Hoewel hij zijn studie der letteren tot zijn
kandidaatsexamen op 20 juni 1838 heeft voortgezet
deed hij al in 1836 een kandidaatsexamen in wis- en
natuurkunde. (magna cum laude) Vooral professoren als
R. van Rees (natuurkunde en astronomie) en J.F.L.
Schröder (wiskunde) hebben een grote invloed op de
jonge Buys Ballot gehad.
De eerste kennismaking met de meteorologie dateert
uit de periode 1839 tot 1843 als hij Van Rees
assisteert bij waarnemingen op de Smeetoren in
Utrecht en bij waarnemingen die op buitenlandse
aansporing om de drie maanden, n.l. op 21 maart, 21
juni, 21 september en 21 december werden verricht.

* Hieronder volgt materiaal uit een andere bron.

impl ZoneBasis {
    /// Basis for records of `variant` in `triangle`.
    ///
    /// For per-zone scaled variants the scale is the triangle's tangent
    /// extent divided by the largest coordinate integer, so the full integer
    /// range covers the triangle and nothing much beyond it. Variants that
    /// store ra/dec directly ignore the basis.
    pub fn for_triangle(triangle: &Triangle, variant: RecordVariant) -> Self {
        let scale = match variant.coordinate_bits() {
            Some(bits) => triangle.extent / signed_max(bits) as f64,
            None => GAIA32_POSITION_UNIT,
        };
        Self {
            center: triangle.center,
            axis0: triangle.axis0,
            axis1: triangle.axis1,
            scale,
        }
    }

    /// Basis for the global zone of ra/dec variants, which has no triangle.
    pub fn global() -> Self {
        Self {
            center: Vector3::z_axis(),
            axis0: Vector3::x_axis(),
            axis1: Vector3::y_axis(),
            scale: GAIA32_POSITION_UNIT,
        }
    }

    #[inline]
    pub fn position(&self, x0: i64, x1: i64) -> Vector3 {
        let u = x0 as f64 * self.scale;
        let v = x1 as f64 * self.scale;
        (self.center + self.axis0 * u + self.axis1 * v).normalize()
    }

    /// Unrounded integer coordinates of direction `p`.
    pub fn coordinates(&self, p: &Vector3) -> (f64, f64) {
        let w = p.dot(&self.center) * self.scale;
        (p.dot(&self.axis0) / w, p.dot(&self.axis1) / w)
    }
}

/// Decodes `bytes` (a whole number of records) into stars.
pub fn decode_records(
    variant: RecordVariant,
    endianness: Endianness,
    bytes: &[u8],
    basis: &ZoneBasis,
    magnitudes: &MagnitudeTable,
) -> Vec<DecodedStar> {
    let size = variant.record_size();
    debug_assert_eq!(bytes.len() % size, 0, "partial {} record", variant.name());

    let decoder = RecordDecoder {
        e: endianness,
        basis,
        magnitudes,
    };
    bytes
        .chunks_exact(size)
        .map(|rec| match variant {
            RecordVariant::Star32 => decoder.star32(rec),
            RecordVariant::Star16 => decoder.star16(rec),
            RecordVariant::Star8 => decoder.star8(rec),
            RecordVariant::Gaia32 => decoder.gaia32(rec),
            RecordVariant::Gaia16 => decoder.gaia16(rec),
            RecordVariant::Gaia8 => decoder.gaia8(rec),
        })
        .collect()
}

Waarschijnlijk is hierdoor al de gedachte van de
noodzaak van internationale samenwerking op
meteorologisch gebied ontstaan.
De eerste mijlpaal naar het KNMI
In 1847 maakt Buys Ballot een belangrijke reis. Samen met zijn studiegenoot
, vriend en latere medeoprichter van het KNMI Krecke bezoekt hij in dat jaar
het Observatorium in Brussel. Dit bezoek versterkte hen in de wens om iets
dergelijks ook in Utrecht te realiseren. Deze gelegenheid deed zich al snel
voor: door het overlijden van de gewezen stadsarchitect Van Embden kwam het
gebouw Sonnenborgh vrij en Buys Ballot wist de beschikking over dit gebouw
te krijgen. Dr Krecke zegde zijn baan als leraar in Nijmegen op en 1
december 1848 werd de waarnemingsreeks aangevangen. Het verkrijgen van
Sonnenborgh en de start van de waarnemingen samen met Krecke zijn
belangrijke stappen in de aanloop naar de oprichting van het KNMI.
Een andere belangrijke stap was de maritieme conferentie in 1853 in Brussel,
nu 150 jaar geleden. In de aanloop naar deze conferentie komen twee andere
belangrijke personen op de proppen, n.l. luitenant ter zee M.H. Jansen en de
Amerikaanse zeeofficier M.F. Maury. Ook op zee werden (sporadisch)
waarnemingen gedaan en vermeld in de scheepsjournalen (al in de VOC tijd
gebeurde dit). Jansen onderkende het belang van deze waarnemingen voor de
zeilvaart en wilde, in navolging van landwaarnemingen, deze gebruiken om
meer te kunnen leren en begrijpen van het weer, de wind en de zeestromingen.
Scheepvaart en zeeofficier Maury
Ook Buys Ballot zocht contact met de scheepvaart. In 1852 werd in overleg
met het Bataafsch Genootschap der Proefondervindelijke Wijsbegeerte
(opgericht in 1769) een circulaire aan reders en gezagvoerders gezonden met
als gevolg dat Buys Ballot een veertigtal journalen ontving. Uit deze
journalen kon al de conclusie worden getrokken dat men bij de vaart naar
Nederlands Indië niet te dicht onder de zuidpunt van Afrika moest blijven.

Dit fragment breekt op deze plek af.